Edited by Alun Lloyd, North Carolina State University, Raleigh, NC, and accepted by the Editorial Board April 12, 2011 (received for review October 19, 2010)

## Abstract

Many animal paths have an intricate statistical pattern that manifests itself as a power law-like tail in the distribution of movement lengths. Such distributions occur if individuals move according to a Lévy flight (a mode of dispersal in which the distance moved follows a power law), or if there is variation between individuals such that some individuals move much farther than others. Distinguishing between these two mechanisms requires large quantities of data, which are not available for most species studied. Here, we analyze paths of black bean aphids (*Aphis fabae* Scopoli) and show that individual animals move in a predominantly diffusive manner, but that, because of variation at population level, they collectively appear to display superdiffusive characteristics, often interpreted as being characteristic for a Lévy flight.

Following the suggestion by Mandelbrot (1) that animal movement shows scale invariance and fractal properties, the study of animal movement has attracted much attention (2–9). Several studies have reported movement length distributions with a fat tail, corresponding to a power law, which could be indicative of a fractal movement pattern known as a Lévy flight (2). The agreement between a power law distribution and the data are sometimes very good (e.g., see the top right panel of figure 4 in ref. 4); however, often the rate of decay in bout duration frequency is best described by a power law with an exponential cutoff, i.e., a power law-type rate of decay for intermediate bout durations, and an exponential rate of decay for long bouts (5, 7, 9–12).
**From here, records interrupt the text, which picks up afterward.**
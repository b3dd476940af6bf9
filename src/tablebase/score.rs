use core::{cmp::Ordering, fmt, ops::*};

/*----------------------------------------------------------------*/

/// Score of "side to move is mated right now". A mate in `n` plies from the root is `MATE0 - n`.
pub const MATE0: i32 = 32000;

/// Scores within this many plies of `MATE0` count as wins or losses.
/// Syzygy-derived mate estimates can lie a few thousand plies away from `MATE0`.
pub const MAX_MATE_PLIES: i32 = 5000;

#[derive(Debug, Copy, Clone, Default, PartialEq, Eq, PartialOrd, Ord, Hash)]
pub struct Score(pub i32);

impl Score {
    #[inline]
    pub const fn mate(plies: i32) -> Score {
        Score(MATE0 - plies)
    }

    #[inline]
    pub const fn mated(plies: i32) -> Score {
        Score(-MATE0 + plies)
    }

    /*----------------------------------------------------------------*/

    #[inline]
    pub const fn is_win(self) -> bool {
        self.0 > MATE0 - MAX_MATE_PLIES
    }

    #[inline]
    pub const fn is_loss(self) -> bool {
        self.0 < -(MATE0 - MAX_MATE_PLIES)
    }

    #[inline]
    pub const fn is_decisive(self) -> bool {
        self.is_win() || self.is_loss()
    }

    /// Signed number of plies to mate from the root, positive when the side to move mates.
    #[inline]
    pub fn mate_in(self) -> Option<i32> {
        if !self.is_decisive() {
            return None;
        }

        Some(self.sign() * (MATE0 - self.abs().0))
    }

    /*----------------------------------------------------------------*/

    /// Converts a root-relative mate score into one relative to a node at `ply`.
    #[inline]
    pub const fn to_node(self, ply: i32) -> Score {
        if self.is_win() {
            Score(self.0 + ply)
        } else if self.is_loss() {
            Score(self.0 - ply)
        } else {
            self
        }
    }

    #[inline]
    pub const fn from_node(self, ply: i32) -> Score {
        if self.is_win() {
            Score(self.0 - ply)
        } else if self.is_loss() {
            Score(self.0 + ply)
        } else {
            self
        }
    }

    /*----------------------------------------------------------------*/

    #[inline]
    pub const fn abs(self) -> Score {
        Score(self.0.abs())
    }

    #[inline]
    pub const fn sign(self) -> i32 {
        self.0.signum()
    }

    /*----------------------------------------------------------------*/

    pub const ZERO: Score = Score(0);
    pub const MATE: Score = Score(MATE0);
}

impl fmt::Display for Score {
    fn fmt(&self, f: &mut fmt::Formatter) -> fmt::Result {
        if let Some(ply) = self.mate_in() {
            write!(f, "mate {}", (ply + ply.signum()) / 2)
        } else {
            write!(f, "cp {}", self.0)
        }
    }
}

impl From<i32> for Score {
    #[inline]
    fn from(value: i32) -> Self {
        Score(value)
    }
}

impl From<Score> for i32 {
    #[inline]
    fn from(score: Score) -> i32 {
        score.0
    }
}

impl PartialEq<i32> for Score {
    #[inline]
    fn eq(&self, other: &i32) -> bool {
        self.0 == *other
    }
}

impl PartialEq<Score> for i32 {
    #[inline]
    fn eq(&self, other: &Score) -> bool {
        *self == other.0
    }
}

impl PartialOrd<i32> for Score {
    #[inline]
    fn partial_cmp(&self, other: &i32) -> Option<Ordering> {
        self.0.partial_cmp(other)
    }
}

impl PartialOrd<Score> for i32 {
    #[inline]
    fn partial_cmp(&self, other: &Score) -> Option<Ordering> {
        self.partial_cmp(&other.0)
    }
}

impl Neg for Score {
    type Output = Score;

    #[inline]
    fn neg(self) -> Self::Output {
        Score(-self.0)
    }
}

macro_rules! impl_score_ops {
    ($($trait:ident, $fn:ident;)*) => {$(
        impl $trait<Score> for Score {
            type Output = Score;

            #[inline]
            fn $fn(self, rhs: Score) -> Self::Output {
                Score(self.0.$fn(rhs.0))
            }
        }
    )*};
}

macro_rules! impl_score_i32_ops {
    ($($trait:ident, $fn:ident;)*) => {$(
        impl $trait<i32> for Score {
            type Output = Score;

            #[inline]
            fn $fn(self, rhs: i32) -> Self::Output {
                Score(self.0.$fn(rhs))
            }
        }

        impl $trait<Score> for i32 {
            type Output = Score;

            #[inline]
            fn $fn(self, rhs: Score) -> Self::Output {
                Score(self.$fn(rhs.0))
            }
        }
    )*};
}

impl_score_ops! {
    Add, add;
    Sub, sub;
}

impl_score_i32_ops! {
    Add, add;
    Sub, sub;
}

/*----------------------------------------------------------------*/

#[test]
fn test_score() {
    for plies in 0..MAX_MATE_PLIES {
        let mate_score = Score::mate(plies);
        let mated_score = Score::mated(plies);

        assert!(mate_score.is_win());
        assert!(mated_score.is_loss());
        assert!(!mate_score.is_loss());
        assert_eq!(mate_score.mate_in(), Some(plies));
        assert_eq!(mated_score.mate_in(), Some(-plies));
        assert_eq!(-mate_score, mated_score);
    }

    assert!(!Score::mate(MAX_MATE_PLIES).is_win());
    assert!(!Score::ZERO.is_decisive());
    assert_eq!(Score(120).mate_in(), None);
}

#[test]
fn test_node_relative_scores() {
    let score = Score::mate(17);

    assert_eq!(score.to_node(5).from_node(5), score);
    assert_eq!(score.to_node(5), Score::mate(12));
    assert_eq!((-score).to_node(5), -Score::mate(12));
    assert_eq!(Score(35).to_node(9), Score(35));
}

#[test]
fn test_display() {
    assert_eq!(Score::mate(3).to_string(), "mate 2");
    assert_eq!(Score::mated(4).to_string(), "mate -2");
    assert_eq!(Score(-57).to_string(), "cp -57");
}
use dashmap::DashMap;
use rayon::prelude::*;
use shakmaty::{Chess, Color, Role};
use crate::*;

/*----------------------------------------------------------------*/

/// Most non-king pieces covered by the prewarmed cache entries.
const PREWARM_PIECES: u32 = 5;

/// Memoized upper bounds on the plies needed to mate through every smaller sub-table.
///
/// Keys are `(canonical material id, remaining pawn advances)`. Entries are never
/// invalidated, so one cache can be shared between probers and threads.
#[derive(Debug, Default)]
pub struct SubMateCache {
    entries: DashMap<(MaterialId, u32), i32>,
}

impl SubMateCache {
    #[inline]
    pub fn new() -> SubMateCache {
        SubMateCache::default()
    }

    #[inline]
    pub fn get(&self, id: MaterialId, pawn_moves: u32) -> Option<i32> {
        self.entries.get(&(id.canonical(), pawn_moves)).map(|e| *e)
    }

    #[inline]
    pub fn put(&self, id: MaterialId, pawn_moves: u32, plies: i32) {
        self.entries.insert((id.canonical(), pawn_moves), plies);
    }

    #[inline]
    pub fn len(&self) -> usize {
        self.entries.len()
    }

    #[inline]
    pub fn is_empty(&self) -> bool {
        self.entries.is_empty()
    }

    #[inline]
    pub fn clear(&self) {
        self.entries.clear();
    }

    /*----------------------------------------------------------------*/

    /// Bound for the material and pawn structure of `pos`.
    pub fn max_sub_mate_for(&self, pos: &Chess) -> i32 {
        self.max_sub_mate(pos.composition(), pos.max_pawn_moves())
    }

    /// Longest mate, in plies, reachable from `comp` by pawn advances, captures and promotions
    /// when every phase between two zeroing moves takes the longest DTZ of its sub-table.
    pub fn max_sub_mate(&self, comp: Composition, pawn_moves: u32) -> i32 {
        if pawn_moves > comp.pawns() * 5 {
            return 0;
        }

        let id = comp.id();
        if let Some(plies) = self.get(id, pawn_moves) {
            return plies;
        }

        let mut max_plies = 0;

        if pawn_moves > 0 {
            max_plies = self.max_sub_mate(comp, pawn_moves - 1) + max_dtz(id);
        }

        for (color, role) in comp.present() {
            let captured = comp.with_removed(color, role);
            let cost = max_dtz(captured.id());
            // A captured pawn takes its remaining advances with it.
            let freed = if role == Role::Pawn { 5.min(pawn_moves) } else { 0 };

            for k in 0..=freed {
                max_plies = max_plies.max(self.max_sub_mate(captured, pawn_moves - k) + cost);
            }
        }

        for color in [Color::White, Color::Black] {
            if comp.count(color, Role::Pawn) == 0 {
                continue;
            }

            for role in PROMOTION_ROLES {
                let promoted = comp.with_promotion(color, role);
                max_plies = max_plies.max(self.max_sub_mate(promoted, pawn_moves) + max_dtz(promoted.id()));
            }
        }

        self.put(id, pawn_moves, max_plies);
        max_plies
    }

    /// Computes every split of five pawns between the two colors, which covers
    /// the sub-tables of all positions with up to five non-king pieces.
    pub fn prewarm(&self) {
        (0..=PREWARM_PIECES).into_par_iter().for_each(|white_pawns| {
            let mut comp = Composition::EMPTY;

            for _ in 0..white_pawns {
                comp = comp.with_added(Color::White, Role::Pawn);
            }

            for _ in white_pawns..PREWARM_PIECES {
                comp = comp.with_added(Color::Black, Role::Pawn);
            }

            self.max_sub_mate(comp, PREWARM_PIECES * 5);
        });

        log::debug!("Prewarmed sub-mate cache with {} entries", self.len());
    }
}

/*----------------------------------------------------------------*/

#[cfg(test)]
mod tests {
    use rand::{rngs::StdRng, Rng, SeedableRng};
    use shakmaty::{fen::Fen, CastlingMode};
    use super::*;

    fn chess(fen: &str) -> Chess {
        fen.parse::<Fen>().unwrap().into_position(CastlingMode::Standard).unwrap()
    }

    fn random_composition(rng: &mut StdRng) -> Composition {
        let mut comp = Composition::EMPTY;

        for _ in 0..rng.random_range(1..=4) {
            let color = if rng.random_bool(0.5) { Color::White } else { Color::Black };
            let role = MATERIAL_ROLES[rng.random_range(0..MATERIAL_ROLES.len())];
            comp = comp.with_added(color, role);
        }

        comp
    }

    #[test]
    fn test_queen_vs_queen() {
        let cache = SubMateCache::new();
        let pos = chess("3qk3/8/8/8/8/8/8/3QK3 w - - 0 1");

        assert_eq!(cache.max_sub_mate_for(&pos), max_dtz(MaterialId(weights::Q)));
        assert_eq!(cache.max_sub_mate_for(&pos), 22);
    }

    #[test]
    fn test_bare_material() {
        let cache = SubMateCache::new();

        assert_eq!(cache.max_sub_mate(Composition::EMPTY, 0), 0);
        assert_eq!(cache.max_sub_mate(Composition::EMPTY, 3), 0);
        assert_eq!(cache.max_sub_mate(Composition::EMPTY.with_added(Color::White, Role::Bishop), 0), 0);
    }

    #[test]
    fn test_pawn_budget() {
        let cache = SubMateCache::new();
        let pawn = Composition::EMPTY.with_added(Color::White, Role::Pawn);

        let promoted = max_dtz(MaterialId(weights::Q)) + cache.max_sub_mate(
            Composition::EMPTY.with_added(Color::White, Role::Queen),
            0,
        );

        assert_eq!(cache.max_sub_mate(pawn, 6), 0);
        assert!(cache.max_sub_mate(pawn, 0) >= promoted);
        assert!(cache.max_sub_mate(pawn, 5) > cache.max_sub_mate(pawn, 4));
    }

    #[test]
    fn test_mirror_invariance() {
        let mut rng = StdRng::seed_from_u64(0x5eed);
        let cache = SubMateCache::new();

        for _ in 0..64 {
            let comp = random_composition(&mut rng);
            let pawn_moves = rng.random_range(0..=comp.pawns() * 5);

            assert_eq!(
                cache.max_sub_mate(comp, pawn_moves),
                SubMateCache::new().max_sub_mate(comp.mirror(), pawn_moves),
            );
        }
    }

    #[test]
    fn test_idempotent() {
        let warm = SubMateCache::new();
        warm.prewarm();
        assert!(!warm.is_empty());

        let mut rng = StdRng::seed_from_u64(7);

        for _ in 0..64 {
            let comp = random_composition(&mut rng);
            let pawn_moves = rng.random_range(0..=comp.pawns() * 5);
            let cold = SubMateCache::new();

            assert_eq!(warm.max_sub_mate(comp, pawn_moves), cold.max_sub_mate(comp, pawn_moves));
            assert_eq!(cold.max_sub_mate(comp, pawn_moves), cold.max_sub_mate(comp, pawn_moves));
        }

        let pawns = Composition::EMPTY.with_added(Color::White, Role::Pawn).with_added(Color::Black, Role::Pawn);
        let before = warm.max_sub_mate(pawns, 10);

        warm.clear();
        assert!(warm.is_empty());
        assert_eq!(warm.max_sub_mate(pawns, 10), before);
    }
}
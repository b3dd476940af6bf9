use shakmaty::Chess;
use crate::*;

/*----------------------------------------------------------------*/

/// One step of [`TbProber::tb_probe`]. Stages run in the order of [`PROBE_STAGES`].
#[derive(Debug, Copy, Clone, PartialEq, Eq)]
pub enum ProbeStage {
    /// Proven DTM score cached in the TT.
    CachedDtm,
    /// Syzygy WDL, or Gaviota WDL when Syzygy cannot answer.
    Wdl,
    /// Gaviota DTM when the search looks for the fastest mate.
    DtmFirst,
    /// Syzygy DTZ.
    Dtz,
    /// Gaviota DTM when the search does not look for the fastest mate.
    DtmLate,
}

pub const PROBE_STAGES: [ProbeStage; 5] = [
    ProbeStage::CachedDtm,
    ProbeStage::Wdl,
    ProbeStage::DtmFirst,
    ProbeStage::Dtz,
    ProbeStage::DtmLate,
];

#[derive(Debug, Copy, Clone, PartialEq, Eq)]
pub enum StageResult {
    /// The stage could not run for this position.
    NotApplicable,
    /// The stage ran without producing a score that settles the window.
    Inconclusive,
    /// The entry holds a final answer.
    Resolved,
}

/// State carried from one stage to the next.
#[derive(Debug, Copy, Clone, Default, PartialEq, Eq)]
pub struct ProbeAccumulator {
    /// A DTM score was found, possibly downgraded to a draw bound.
    pub has_dtm: bool,
    /// A WDL or DTZ score was found.
    pub has_result: bool,
    /// The position is a draw by the 50-move rule hiding a win or loss.
    pub frustrated: bool,
    /// Gaviota DTM is probed before Syzygy DTZ.
    pub dtm_first: bool,
}

#[derive(Debug, Copy, Clone)]
pub struct ProbeRequest<'a> {
    pub pos: &'a Chess,
    pub ply: i32,
    pub alpha: Score,
    pub beta: Score,
    pub hmc: i32,
    pub n_pieces: u32,
}

/*----------------------------------------------------------------*/

impl TbProber {
    /// Probes all available tables for `pos` searched at `ply` with window `(alpha, beta)`.
    ///
    /// Returns false when no table could say anything and the position must be searched.
    /// Otherwise `ent` holds a score and bound, which may not settle the window.
    pub fn tb_probe(
        &self,
        pos: &Chess,
        ply: i32,
        alpha: Score,
        beta: Score,
        tt: &TTable,
        ent: &mut TTData,
    ) -> bool {
        self.tb_probe_with_count(pos, ply, alpha, beta, tt, ent, pos.piece_count())
    }

    #[allow(clippy::too_many_arguments)]
    pub fn tb_probe_with_count(
        &self,
        pos: &Chess,
        ply: i32,
        alpha: Score,
        beta: Score,
        tt: &TTable,
        ent: &mut TTData,
        n_pieces: u32,
    ) -> bool {
        let req = ProbeRequest {
            pos,
            ply,
            alpha,
            beta,
            hmc: pos.half_move_clock(),
            n_pieces,
        };
        let mut acc = ProbeAccumulator::default();

        for stage in PROBE_STAGES {
            if self.run_stage(stage, &req, tt, ent, &mut acc) == StageResult::Resolved {
                log::trace!("{:?} resolved ply {} with {} {:?}", stage, ply, ent.score(ply), ent.bound());
                return true;
            }
        }

        acc.has_result || acc.has_dtm
    }

    pub fn run_stage(
        &self,
        stage: ProbeStage,
        req: &ProbeRequest,
        tt: &TTable,
        ent: &mut TTData,
        acc: &mut ProbeAccumulator,
    ) -> StageResult {
        match stage {
            ProbeStage::CachedDtm => self.cached_dtm_stage(req, tt, ent, acc),
            ProbeStage::Wdl => self.wdl_stage(req, ent, acc),
            ProbeStage::DtmFirst => {
                acc.dtm_first = acc.frustrated || req.alpha.is_loss() || req.beta.is_win();

                if acc.dtm_first {
                    self.dtm_stage(req, ent, acc)
                } else {
                    StageResult::NotApplicable
                }
            }
            ProbeStage::Dtz => self.dtz_stage(req, ent, acc),
            ProbeStage::DtmLate => {
                if acc.dtm_first {
                    StageResult::NotApplicable
                } else {
                    self.dtm_stage(req, ent, acc)
                }
            }
        }
    }

    /*----------------------------------------------------------------*/

    fn cached_dtm_stage(&self, req: &ProbeRequest, tt: &TTable, ent: &mut TTData, acc: &mut ProbeAccumulator) -> StageResult {
        if req.n_pieces > TT_DTM_MAX_PIECES {
            return StageResult::NotApplicable;
        }

        match tt.probe_dtm(req.pos, req.ply) {
            Some(score) => accept_dtm(req, score, ent, acc),
            None => StageResult::Inconclusive,
        }
    }

    fn dtm_stage(&self, req: &ProbeRequest, ent: &mut TTData, acc: &mut ProbeAccumulator) -> StageResult {
        if acc.has_dtm || req.n_pieces > self.gtb_max_pieces() {
            return StageResult::NotApplicable;
        }

        match self.gtb_probe_dtm(req.pos, req.ply) {
            Some(score) => accept_dtm(req, score, ent, acc),
            None => StageResult::Inconclusive,
        }
    }

    fn wdl_stage(&self, req: &ProbeRequest, ent: &mut TTData, acc: &mut ProbeAccumulator) -> StageResult {
        // A win or loss that ignores the half-move clock may still be a 50-move draw.
        let mut probe = None;

        if req.n_pieces <= self.rtb_max_pieces() {
            probe = self.rtb_probe_wdl(req.pos, req.ply, ent)
                .map(|score| (score, score == 0 || req.hmc == 0));
        }

        if probe.is_none() && req.n_pieces <= self.gtb_max_pieces() {
            probe = self.gtb_probe_wdl(req.pos, req.ply)
                .map(|score| (score, score == 0 || (req.hmc == 0 && req.n_pieces <= GTB_WDL_EXACT_PIECES)));
        }

        let Some((score, trusted)) = probe else {
            return StageResult::NotApplicable;
        };

        if !trusted {
            if score > 0 && req.beta <= self.params().wdl_win_beta_threshold {
                ent.set_score(Score::ZERO, req.ply);
                ent.set_bound(TTBound::LowerBound);
                return StageResult::Resolved;
            }

            if score < 0 && req.alpha >= self.params().wdl_loss_alpha_threshold {
                ent.set_score(Score::ZERO, req.ply);
                ent.set_bound(TTBound::UpperBound);
                return StageResult::Resolved;
            }

            return StageResult::Inconclusive;
        }

        acc.has_result = true;
        ent.set_score(score, req.ply);

        if score > 0 {
            ent.set_bound(TTBound::LowerBound);
            return resolved_if(score >= req.beta);
        }

        if score < 0 {
            ent.set_bound(TTBound::UpperBound);
            return resolved_if(score <= req.alpha);
        }

        ent.set_bound(TTBound::Exact);

        let eval = ent.eval_score();
        let min_frustrated = self.params().min_frustrated;

        if eval == 0
            || (eval > 0 && req.beta <= min_frustrated)
            || (eval < 0 && req.alpha >= -min_frustrated)
        {
            return StageResult::Resolved;
        }

        acc.frustrated = true;
        StageResult::Inconclusive
    }

    fn dtz_stage(&self, req: &ProbeRequest, ent: &mut TTData, acc: &mut ProbeAccumulator) -> StageResult {
        if req.n_pieces > self.rtb_max_pieces() {
            return StageResult::NotApplicable;
        }

        let Some(score) = self.rtb_probe_dtz(req.pos, req.ply, ent) else {
            return StageResult::Inconclusive;
        };

        acc.has_result = true;
        ent.set_score(score, req.ply);

        if score > 0 {
            ent.set_bound(TTBound::LowerBound);
            resolved_if(score >= req.beta)
        } else if score < 0 {
            ent.set_bound(TTBound::UpperBound);
            resolved_if(score <= req.alpha)
        } else {
            ent.set_bound(TTBound::Exact);
            StageResult::Resolved
        }
    }
}

/*----------------------------------------------------------------*/

#[inline]
fn resolved_if(cond: bool) -> StageResult {
    if cond { StageResult::Resolved } else { StageResult::Inconclusive }
}

/// Takes a DTM score as exact if the mate beats the 50-move rule,
/// otherwise keeps only a draw bound on the winning side.
fn accept_dtm(req: &ProbeRequest, score: Score, ent: &mut TTData, acc: &mut ProbeAccumulator) -> StageResult {
    if score == 0 || rule50_margin(score, req.ply, req.hmc, ent) >= 0 {
        ent.set_score(score, req.ply);
        ent.set_bound(TTBound::Exact);
        return StageResult::Resolved;
    }

    ent.set_score(Score::ZERO, req.ply);
    ent.set_bound(if score > 0 { TTBound::LowerBound } else { TTBound::UpperBound });
    acc.has_dtm = true;

    StageResult::Inconclusive
}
There are two potential explanations for such distributions. One possibility is that the long movements are overrepresented for all individuals, for instance, because all tracks have Lévy flight characteristics (13). Alternatively, there is variation between individuals, such that some individuals move much longer and farther than others, and the population aggregate appears to show a fat tail, but individual's bout distributions do not (14–16). One can distinguish between these mechanisms by rescaling the trajectories, such that the mean bout length is the same for all trajectories. If one then aggregates these rescaled distributions and the resulting aggregate is fat tailed, the “fat-tailedness” is a property of the individual trajectories. If, on the contrary, the population distribution loses its fat tail after rescaling, the fat tail is caused by variation between trajectories (Fig. 1).

We used this idea to analyze walking tracks of apterous black bean aphids. Aphids are small insects that feed on plants and walk to locate suitable feeding places and to reposition themselves on the plants on which they live. They are convenient to study walking behavior because they are small, easy to rear, and walk over small distances, which makes it easy to gather and analyze data. Moreover, they walk through alternating bouts of directed, fast movement, with periods of slow, undirected movement, and the length distribution of these bouts of directed movement is fat-tailed and best described by a power law with exponential cutoff (Fig. 2*A*) (9).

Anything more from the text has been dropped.